Problem statement:
Could you retype, exactly as written, every line from the top of the records through the line that contains "let freq = Frequency::new(2, TimeUnit::Weeks).unwrap();"?

Collected data

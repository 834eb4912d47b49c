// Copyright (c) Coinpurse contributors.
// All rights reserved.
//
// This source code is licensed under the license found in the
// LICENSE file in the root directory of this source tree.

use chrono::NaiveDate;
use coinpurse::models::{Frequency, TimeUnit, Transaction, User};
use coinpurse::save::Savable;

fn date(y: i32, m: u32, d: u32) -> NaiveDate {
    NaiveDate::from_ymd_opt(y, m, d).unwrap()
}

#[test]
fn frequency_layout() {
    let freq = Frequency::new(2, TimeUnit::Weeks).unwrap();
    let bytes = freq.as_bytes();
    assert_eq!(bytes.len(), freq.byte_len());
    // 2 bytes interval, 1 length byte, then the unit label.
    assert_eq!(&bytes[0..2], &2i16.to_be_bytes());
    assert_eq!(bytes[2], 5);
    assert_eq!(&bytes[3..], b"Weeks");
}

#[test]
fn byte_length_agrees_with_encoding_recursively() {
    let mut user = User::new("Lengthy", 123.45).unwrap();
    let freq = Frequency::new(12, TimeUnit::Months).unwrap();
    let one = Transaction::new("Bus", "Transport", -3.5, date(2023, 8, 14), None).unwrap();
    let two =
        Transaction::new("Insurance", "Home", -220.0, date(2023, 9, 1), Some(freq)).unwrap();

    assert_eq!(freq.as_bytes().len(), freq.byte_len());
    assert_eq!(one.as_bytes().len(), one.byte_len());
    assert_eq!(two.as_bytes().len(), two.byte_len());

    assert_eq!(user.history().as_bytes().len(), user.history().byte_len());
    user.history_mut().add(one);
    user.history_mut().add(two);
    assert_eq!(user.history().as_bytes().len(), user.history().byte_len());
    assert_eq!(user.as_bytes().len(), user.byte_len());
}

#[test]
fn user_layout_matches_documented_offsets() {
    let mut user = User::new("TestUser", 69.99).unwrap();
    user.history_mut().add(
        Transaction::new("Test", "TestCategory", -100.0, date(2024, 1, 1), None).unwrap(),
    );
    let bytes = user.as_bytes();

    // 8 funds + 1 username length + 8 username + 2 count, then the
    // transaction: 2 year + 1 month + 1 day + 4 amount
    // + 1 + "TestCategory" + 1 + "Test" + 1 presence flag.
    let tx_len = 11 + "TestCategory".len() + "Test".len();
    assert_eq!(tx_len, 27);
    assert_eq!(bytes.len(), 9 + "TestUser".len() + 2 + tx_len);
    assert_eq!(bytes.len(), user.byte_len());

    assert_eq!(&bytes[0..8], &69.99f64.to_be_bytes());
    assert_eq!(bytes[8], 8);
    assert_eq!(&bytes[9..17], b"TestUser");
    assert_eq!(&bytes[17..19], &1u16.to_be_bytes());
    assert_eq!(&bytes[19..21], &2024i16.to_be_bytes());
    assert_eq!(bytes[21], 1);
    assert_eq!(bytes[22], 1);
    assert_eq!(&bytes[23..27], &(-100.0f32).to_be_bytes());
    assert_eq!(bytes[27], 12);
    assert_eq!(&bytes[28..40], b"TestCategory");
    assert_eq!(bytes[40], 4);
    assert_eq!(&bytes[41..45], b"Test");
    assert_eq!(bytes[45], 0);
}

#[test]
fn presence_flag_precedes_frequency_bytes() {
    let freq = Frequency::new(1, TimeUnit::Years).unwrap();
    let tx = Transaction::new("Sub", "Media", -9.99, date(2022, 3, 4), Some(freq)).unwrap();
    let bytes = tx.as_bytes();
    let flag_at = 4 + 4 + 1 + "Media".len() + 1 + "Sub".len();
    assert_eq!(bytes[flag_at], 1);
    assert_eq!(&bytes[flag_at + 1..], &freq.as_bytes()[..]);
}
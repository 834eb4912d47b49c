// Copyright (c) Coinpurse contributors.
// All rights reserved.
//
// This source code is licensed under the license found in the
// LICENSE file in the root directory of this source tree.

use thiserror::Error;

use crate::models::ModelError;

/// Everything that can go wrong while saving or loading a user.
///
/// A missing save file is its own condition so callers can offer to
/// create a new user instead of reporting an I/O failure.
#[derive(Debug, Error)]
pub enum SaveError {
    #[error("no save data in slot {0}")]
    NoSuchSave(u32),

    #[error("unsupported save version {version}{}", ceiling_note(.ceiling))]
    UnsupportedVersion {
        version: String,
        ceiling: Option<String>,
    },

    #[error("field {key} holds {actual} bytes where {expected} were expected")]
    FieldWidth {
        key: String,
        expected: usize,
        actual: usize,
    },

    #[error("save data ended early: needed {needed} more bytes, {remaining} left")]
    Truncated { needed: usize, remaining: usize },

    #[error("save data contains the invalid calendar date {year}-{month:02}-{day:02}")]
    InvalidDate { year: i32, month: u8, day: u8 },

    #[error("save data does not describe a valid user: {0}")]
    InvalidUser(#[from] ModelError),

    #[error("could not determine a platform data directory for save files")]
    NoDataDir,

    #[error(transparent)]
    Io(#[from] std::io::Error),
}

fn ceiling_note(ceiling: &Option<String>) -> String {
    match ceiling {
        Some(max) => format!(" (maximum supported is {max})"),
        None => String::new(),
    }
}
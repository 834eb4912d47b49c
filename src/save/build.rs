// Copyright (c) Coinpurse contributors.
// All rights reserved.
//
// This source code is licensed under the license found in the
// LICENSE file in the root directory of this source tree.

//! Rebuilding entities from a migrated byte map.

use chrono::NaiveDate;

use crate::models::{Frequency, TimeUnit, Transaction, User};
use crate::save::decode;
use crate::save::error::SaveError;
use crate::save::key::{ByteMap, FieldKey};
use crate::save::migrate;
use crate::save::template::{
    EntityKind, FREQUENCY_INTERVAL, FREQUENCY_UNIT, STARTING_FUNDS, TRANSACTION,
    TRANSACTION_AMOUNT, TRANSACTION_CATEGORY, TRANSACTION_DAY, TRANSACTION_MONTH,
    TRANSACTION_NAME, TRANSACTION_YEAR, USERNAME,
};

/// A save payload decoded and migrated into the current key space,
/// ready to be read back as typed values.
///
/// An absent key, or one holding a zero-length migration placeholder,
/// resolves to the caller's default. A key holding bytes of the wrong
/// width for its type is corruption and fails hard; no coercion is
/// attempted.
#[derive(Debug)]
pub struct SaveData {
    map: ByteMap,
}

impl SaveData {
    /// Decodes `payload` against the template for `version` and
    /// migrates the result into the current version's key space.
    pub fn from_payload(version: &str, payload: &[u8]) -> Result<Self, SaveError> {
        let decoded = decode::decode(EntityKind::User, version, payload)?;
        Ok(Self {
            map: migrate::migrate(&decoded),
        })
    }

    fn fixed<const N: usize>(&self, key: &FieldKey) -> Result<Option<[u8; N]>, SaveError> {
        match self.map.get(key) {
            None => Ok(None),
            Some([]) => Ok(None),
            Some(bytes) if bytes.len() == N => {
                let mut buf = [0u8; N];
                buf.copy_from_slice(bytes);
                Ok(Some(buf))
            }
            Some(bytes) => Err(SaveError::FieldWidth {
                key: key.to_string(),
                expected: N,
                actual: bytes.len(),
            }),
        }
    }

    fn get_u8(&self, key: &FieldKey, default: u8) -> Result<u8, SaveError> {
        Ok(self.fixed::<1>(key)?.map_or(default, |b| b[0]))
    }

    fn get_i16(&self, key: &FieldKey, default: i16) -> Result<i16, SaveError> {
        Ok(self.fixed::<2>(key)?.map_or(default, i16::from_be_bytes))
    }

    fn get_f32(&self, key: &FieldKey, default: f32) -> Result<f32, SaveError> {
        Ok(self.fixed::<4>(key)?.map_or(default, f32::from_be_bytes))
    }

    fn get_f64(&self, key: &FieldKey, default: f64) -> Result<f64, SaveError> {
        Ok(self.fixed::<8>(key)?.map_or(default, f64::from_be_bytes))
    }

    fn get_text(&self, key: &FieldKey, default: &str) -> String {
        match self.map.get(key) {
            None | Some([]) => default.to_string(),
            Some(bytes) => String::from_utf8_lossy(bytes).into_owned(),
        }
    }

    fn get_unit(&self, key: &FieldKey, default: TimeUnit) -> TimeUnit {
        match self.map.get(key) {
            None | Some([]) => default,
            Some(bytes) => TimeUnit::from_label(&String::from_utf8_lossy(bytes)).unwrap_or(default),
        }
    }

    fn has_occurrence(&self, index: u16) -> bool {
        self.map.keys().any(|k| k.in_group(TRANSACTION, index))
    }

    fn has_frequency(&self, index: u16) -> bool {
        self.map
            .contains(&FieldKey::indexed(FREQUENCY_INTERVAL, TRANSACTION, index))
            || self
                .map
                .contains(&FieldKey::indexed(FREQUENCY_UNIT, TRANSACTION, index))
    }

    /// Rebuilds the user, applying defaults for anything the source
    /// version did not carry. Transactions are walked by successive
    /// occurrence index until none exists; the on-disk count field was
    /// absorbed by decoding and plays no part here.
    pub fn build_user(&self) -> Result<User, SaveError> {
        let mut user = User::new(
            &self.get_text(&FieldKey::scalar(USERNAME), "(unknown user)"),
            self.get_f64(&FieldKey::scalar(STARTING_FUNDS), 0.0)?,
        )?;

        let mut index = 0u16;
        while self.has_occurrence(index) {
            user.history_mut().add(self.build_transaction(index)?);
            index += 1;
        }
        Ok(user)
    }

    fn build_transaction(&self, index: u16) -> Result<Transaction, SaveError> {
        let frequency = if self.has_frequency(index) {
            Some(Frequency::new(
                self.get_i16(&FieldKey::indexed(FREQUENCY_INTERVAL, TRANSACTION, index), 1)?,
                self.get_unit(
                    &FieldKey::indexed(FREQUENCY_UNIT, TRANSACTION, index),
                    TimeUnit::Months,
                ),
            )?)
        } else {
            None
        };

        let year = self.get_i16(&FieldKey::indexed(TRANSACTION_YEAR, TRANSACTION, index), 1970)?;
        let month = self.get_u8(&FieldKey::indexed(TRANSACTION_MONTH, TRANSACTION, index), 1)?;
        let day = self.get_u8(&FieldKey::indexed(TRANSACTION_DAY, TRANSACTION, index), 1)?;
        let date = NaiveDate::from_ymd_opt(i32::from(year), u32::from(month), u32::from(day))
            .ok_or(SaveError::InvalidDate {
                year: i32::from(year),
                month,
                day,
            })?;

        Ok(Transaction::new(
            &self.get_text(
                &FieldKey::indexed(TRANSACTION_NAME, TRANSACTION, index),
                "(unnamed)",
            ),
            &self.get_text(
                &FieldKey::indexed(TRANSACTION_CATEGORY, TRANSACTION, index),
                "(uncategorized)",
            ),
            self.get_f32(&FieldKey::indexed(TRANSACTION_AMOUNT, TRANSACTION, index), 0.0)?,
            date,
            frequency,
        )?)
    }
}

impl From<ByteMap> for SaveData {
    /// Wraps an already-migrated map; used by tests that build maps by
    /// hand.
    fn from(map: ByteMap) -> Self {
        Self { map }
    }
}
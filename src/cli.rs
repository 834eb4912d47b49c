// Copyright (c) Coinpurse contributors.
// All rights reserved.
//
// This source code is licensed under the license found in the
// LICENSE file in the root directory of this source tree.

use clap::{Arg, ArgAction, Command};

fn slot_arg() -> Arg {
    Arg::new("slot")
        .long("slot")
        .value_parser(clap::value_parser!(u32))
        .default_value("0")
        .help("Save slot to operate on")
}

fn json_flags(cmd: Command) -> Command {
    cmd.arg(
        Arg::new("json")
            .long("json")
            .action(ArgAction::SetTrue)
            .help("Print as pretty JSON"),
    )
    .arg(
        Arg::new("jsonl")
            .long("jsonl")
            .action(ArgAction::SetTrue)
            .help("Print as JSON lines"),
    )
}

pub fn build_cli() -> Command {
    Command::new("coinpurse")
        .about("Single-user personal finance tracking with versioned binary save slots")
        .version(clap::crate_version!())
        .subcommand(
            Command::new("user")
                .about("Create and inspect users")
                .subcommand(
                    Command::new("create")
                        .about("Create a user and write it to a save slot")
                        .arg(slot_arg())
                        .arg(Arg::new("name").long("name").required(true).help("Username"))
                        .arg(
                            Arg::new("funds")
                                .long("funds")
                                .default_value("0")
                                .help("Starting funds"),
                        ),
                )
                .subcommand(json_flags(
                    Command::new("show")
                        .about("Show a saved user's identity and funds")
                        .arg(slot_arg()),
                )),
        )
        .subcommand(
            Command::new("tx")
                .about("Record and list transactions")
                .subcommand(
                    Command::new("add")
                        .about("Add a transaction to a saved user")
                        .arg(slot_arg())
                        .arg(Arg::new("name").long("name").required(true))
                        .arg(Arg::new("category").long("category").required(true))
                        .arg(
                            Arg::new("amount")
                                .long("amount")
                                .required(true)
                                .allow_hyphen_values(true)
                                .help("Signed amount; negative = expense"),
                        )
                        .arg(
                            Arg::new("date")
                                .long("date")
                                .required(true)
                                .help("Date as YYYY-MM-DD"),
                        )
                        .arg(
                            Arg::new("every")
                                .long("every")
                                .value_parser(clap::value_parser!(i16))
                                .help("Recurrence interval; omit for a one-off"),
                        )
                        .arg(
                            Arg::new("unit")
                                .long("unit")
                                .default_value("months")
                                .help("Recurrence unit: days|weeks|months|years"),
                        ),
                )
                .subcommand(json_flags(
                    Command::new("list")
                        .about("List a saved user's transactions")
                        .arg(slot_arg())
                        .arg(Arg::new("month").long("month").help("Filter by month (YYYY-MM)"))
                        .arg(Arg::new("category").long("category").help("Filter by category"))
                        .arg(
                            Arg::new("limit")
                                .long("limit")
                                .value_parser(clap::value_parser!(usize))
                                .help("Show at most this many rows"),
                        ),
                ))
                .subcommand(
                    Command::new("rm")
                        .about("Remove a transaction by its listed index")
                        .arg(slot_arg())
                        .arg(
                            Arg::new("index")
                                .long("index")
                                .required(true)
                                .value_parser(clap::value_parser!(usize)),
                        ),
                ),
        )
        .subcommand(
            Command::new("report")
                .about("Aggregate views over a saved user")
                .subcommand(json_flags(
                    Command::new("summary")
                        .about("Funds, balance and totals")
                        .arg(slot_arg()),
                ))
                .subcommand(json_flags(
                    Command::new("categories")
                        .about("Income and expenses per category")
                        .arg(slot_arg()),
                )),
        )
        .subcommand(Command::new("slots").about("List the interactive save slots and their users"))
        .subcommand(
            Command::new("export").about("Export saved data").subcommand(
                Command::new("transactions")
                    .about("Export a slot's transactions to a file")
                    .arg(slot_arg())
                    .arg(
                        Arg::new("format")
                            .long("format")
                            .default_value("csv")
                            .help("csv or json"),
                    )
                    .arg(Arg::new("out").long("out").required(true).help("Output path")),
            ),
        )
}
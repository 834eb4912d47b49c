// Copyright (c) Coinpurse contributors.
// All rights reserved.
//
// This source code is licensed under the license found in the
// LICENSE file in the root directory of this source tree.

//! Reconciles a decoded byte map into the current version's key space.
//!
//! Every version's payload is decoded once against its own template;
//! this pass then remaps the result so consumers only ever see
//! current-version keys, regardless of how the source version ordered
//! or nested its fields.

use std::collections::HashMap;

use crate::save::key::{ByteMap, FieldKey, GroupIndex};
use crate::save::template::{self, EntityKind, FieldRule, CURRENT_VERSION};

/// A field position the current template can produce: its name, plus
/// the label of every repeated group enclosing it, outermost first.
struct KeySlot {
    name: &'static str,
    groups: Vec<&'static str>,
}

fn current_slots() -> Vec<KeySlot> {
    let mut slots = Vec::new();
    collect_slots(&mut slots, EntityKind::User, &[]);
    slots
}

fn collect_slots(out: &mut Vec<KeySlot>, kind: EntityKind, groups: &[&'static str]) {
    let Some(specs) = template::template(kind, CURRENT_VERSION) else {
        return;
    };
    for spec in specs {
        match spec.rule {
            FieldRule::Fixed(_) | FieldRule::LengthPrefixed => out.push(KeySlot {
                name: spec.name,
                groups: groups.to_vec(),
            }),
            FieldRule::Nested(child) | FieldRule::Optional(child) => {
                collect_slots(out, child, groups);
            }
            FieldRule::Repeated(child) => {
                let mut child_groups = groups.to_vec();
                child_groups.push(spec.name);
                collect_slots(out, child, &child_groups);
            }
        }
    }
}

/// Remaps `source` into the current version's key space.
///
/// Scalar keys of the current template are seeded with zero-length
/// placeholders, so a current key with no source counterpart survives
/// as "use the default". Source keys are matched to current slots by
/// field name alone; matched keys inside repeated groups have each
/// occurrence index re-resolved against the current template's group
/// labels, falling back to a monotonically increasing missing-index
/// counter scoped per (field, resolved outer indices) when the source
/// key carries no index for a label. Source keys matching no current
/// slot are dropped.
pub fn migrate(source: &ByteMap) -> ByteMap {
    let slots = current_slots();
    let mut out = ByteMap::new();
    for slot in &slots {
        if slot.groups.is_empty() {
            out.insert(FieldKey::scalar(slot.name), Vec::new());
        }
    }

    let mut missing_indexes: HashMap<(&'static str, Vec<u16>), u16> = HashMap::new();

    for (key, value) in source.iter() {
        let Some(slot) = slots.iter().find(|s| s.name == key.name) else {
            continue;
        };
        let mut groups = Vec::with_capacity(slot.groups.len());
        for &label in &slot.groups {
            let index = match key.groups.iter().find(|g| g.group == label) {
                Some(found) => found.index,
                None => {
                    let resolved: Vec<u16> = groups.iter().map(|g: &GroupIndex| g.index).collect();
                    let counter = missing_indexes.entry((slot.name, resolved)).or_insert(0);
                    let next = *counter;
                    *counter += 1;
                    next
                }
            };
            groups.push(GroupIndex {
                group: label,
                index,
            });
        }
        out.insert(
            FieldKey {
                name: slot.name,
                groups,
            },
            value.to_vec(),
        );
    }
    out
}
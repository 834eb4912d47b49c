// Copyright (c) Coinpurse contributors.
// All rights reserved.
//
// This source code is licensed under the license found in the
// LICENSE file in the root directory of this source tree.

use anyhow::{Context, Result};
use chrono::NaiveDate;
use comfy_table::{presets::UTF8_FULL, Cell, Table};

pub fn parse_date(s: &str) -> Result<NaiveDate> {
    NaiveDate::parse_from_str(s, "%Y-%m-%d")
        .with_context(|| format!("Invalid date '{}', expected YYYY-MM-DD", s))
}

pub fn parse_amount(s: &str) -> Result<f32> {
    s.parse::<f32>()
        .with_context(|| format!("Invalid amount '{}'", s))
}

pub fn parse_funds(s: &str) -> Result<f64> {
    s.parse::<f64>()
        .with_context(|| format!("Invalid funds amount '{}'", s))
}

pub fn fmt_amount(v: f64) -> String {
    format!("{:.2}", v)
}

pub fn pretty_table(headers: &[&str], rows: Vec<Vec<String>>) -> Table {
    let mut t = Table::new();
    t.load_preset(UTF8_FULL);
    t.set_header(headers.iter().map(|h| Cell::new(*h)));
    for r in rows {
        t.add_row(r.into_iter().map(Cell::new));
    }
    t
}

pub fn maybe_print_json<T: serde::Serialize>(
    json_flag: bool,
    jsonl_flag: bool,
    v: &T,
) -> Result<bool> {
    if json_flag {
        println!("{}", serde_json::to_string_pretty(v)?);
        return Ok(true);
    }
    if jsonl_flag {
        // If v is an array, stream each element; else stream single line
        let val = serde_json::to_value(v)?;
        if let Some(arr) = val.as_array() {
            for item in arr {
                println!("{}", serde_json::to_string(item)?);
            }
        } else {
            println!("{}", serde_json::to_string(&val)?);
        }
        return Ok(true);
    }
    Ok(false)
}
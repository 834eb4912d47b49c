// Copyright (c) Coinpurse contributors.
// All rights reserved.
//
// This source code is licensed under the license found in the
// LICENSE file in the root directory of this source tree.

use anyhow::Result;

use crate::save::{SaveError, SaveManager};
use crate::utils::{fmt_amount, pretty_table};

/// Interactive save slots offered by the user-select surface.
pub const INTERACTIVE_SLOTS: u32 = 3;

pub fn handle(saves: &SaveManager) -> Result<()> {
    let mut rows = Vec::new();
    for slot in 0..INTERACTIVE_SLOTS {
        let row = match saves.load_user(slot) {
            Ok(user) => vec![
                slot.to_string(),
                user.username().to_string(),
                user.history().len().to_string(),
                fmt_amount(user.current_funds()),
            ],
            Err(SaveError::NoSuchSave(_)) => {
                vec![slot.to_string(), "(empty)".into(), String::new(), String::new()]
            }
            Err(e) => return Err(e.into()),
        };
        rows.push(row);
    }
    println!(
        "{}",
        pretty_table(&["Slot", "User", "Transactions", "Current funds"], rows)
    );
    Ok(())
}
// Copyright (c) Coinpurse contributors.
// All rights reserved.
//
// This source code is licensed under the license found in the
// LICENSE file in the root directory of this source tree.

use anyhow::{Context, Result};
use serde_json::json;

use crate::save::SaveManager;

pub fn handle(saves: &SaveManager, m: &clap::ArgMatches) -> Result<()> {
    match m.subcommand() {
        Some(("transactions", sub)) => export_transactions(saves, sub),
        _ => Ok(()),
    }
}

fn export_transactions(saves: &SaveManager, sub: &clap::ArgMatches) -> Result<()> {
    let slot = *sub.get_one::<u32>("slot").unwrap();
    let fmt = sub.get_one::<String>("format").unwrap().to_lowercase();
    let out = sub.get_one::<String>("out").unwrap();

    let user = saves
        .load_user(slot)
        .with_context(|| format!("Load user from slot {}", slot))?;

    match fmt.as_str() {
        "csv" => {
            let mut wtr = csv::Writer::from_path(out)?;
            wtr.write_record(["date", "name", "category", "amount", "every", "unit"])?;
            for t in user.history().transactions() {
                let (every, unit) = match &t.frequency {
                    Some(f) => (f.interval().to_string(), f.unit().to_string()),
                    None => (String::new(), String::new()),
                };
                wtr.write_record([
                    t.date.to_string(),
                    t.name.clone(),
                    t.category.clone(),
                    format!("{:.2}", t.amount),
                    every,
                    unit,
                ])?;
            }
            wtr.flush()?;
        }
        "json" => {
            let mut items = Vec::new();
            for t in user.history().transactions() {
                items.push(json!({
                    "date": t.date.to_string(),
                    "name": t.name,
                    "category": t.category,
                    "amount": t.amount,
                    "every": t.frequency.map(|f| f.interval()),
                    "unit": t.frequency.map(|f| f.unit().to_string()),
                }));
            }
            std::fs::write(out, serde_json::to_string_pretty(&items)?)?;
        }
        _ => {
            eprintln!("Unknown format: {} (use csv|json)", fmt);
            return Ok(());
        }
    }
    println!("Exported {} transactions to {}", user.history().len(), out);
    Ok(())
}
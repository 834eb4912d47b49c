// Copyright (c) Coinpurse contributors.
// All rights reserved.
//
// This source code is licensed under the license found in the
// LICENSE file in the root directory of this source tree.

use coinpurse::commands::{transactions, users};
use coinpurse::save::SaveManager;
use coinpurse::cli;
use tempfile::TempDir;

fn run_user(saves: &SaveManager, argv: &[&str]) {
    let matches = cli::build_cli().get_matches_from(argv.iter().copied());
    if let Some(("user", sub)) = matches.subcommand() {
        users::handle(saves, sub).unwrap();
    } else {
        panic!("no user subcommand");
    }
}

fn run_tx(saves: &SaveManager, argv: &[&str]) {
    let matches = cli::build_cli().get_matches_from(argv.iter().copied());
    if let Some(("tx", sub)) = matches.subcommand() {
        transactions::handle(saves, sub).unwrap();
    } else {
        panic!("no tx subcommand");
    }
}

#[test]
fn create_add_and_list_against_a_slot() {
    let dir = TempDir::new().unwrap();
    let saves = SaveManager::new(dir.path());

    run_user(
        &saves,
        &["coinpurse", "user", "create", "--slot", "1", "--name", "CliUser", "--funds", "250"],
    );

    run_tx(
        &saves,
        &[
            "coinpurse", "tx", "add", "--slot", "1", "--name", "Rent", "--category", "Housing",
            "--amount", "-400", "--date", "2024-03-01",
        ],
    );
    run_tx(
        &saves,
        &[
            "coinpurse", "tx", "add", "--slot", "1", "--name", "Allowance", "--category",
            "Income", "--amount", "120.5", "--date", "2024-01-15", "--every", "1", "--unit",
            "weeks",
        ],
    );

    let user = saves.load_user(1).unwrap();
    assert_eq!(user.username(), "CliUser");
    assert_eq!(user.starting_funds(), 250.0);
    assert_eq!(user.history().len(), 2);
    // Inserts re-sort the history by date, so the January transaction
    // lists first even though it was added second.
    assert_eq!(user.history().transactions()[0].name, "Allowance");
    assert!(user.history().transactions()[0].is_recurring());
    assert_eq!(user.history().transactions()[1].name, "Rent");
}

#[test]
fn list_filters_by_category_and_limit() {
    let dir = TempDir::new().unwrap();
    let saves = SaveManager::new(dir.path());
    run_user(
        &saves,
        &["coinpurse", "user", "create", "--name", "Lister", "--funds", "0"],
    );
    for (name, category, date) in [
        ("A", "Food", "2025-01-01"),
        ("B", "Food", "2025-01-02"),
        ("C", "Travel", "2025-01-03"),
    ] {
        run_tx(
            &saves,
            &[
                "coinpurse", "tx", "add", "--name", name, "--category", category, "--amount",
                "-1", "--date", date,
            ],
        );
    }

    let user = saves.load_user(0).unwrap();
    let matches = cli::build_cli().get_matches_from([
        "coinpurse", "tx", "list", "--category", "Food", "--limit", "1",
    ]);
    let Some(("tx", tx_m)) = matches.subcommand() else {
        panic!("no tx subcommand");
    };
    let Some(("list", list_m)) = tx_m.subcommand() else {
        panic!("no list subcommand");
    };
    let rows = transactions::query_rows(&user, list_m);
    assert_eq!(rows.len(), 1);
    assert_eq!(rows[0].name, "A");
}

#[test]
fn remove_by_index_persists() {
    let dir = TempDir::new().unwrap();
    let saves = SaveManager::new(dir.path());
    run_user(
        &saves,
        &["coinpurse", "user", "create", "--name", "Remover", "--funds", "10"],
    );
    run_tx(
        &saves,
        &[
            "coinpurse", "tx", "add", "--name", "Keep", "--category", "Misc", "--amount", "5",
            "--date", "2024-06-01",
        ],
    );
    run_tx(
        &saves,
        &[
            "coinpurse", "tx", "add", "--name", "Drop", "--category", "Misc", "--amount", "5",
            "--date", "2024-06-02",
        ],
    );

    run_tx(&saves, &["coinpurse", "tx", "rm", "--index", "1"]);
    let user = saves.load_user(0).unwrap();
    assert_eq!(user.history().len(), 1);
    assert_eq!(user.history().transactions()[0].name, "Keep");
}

Written solution:
repository 834eb4912d47b49c
// Copyright (c) Coinpurse contributors.
// All rights reserved.
//
// This source code is licensed under the license found in the
// LICENSE file in the root directory of this source tree.

use chrono::NaiveDate;
use coinpurse::models::{Frequency, TimeUnit, Transaction, User};
use coinpurse::save::Savable;

fn date(y: i32, m: u32, d: u32) -> NaiveDate {
    NaiveDate::from_ymd_opt(y, m, d).unwrap()
}

#[test]
fn frequency_layout() {
    let freq = Frequency::new(2, TimeUnit::Weeks).unwrap();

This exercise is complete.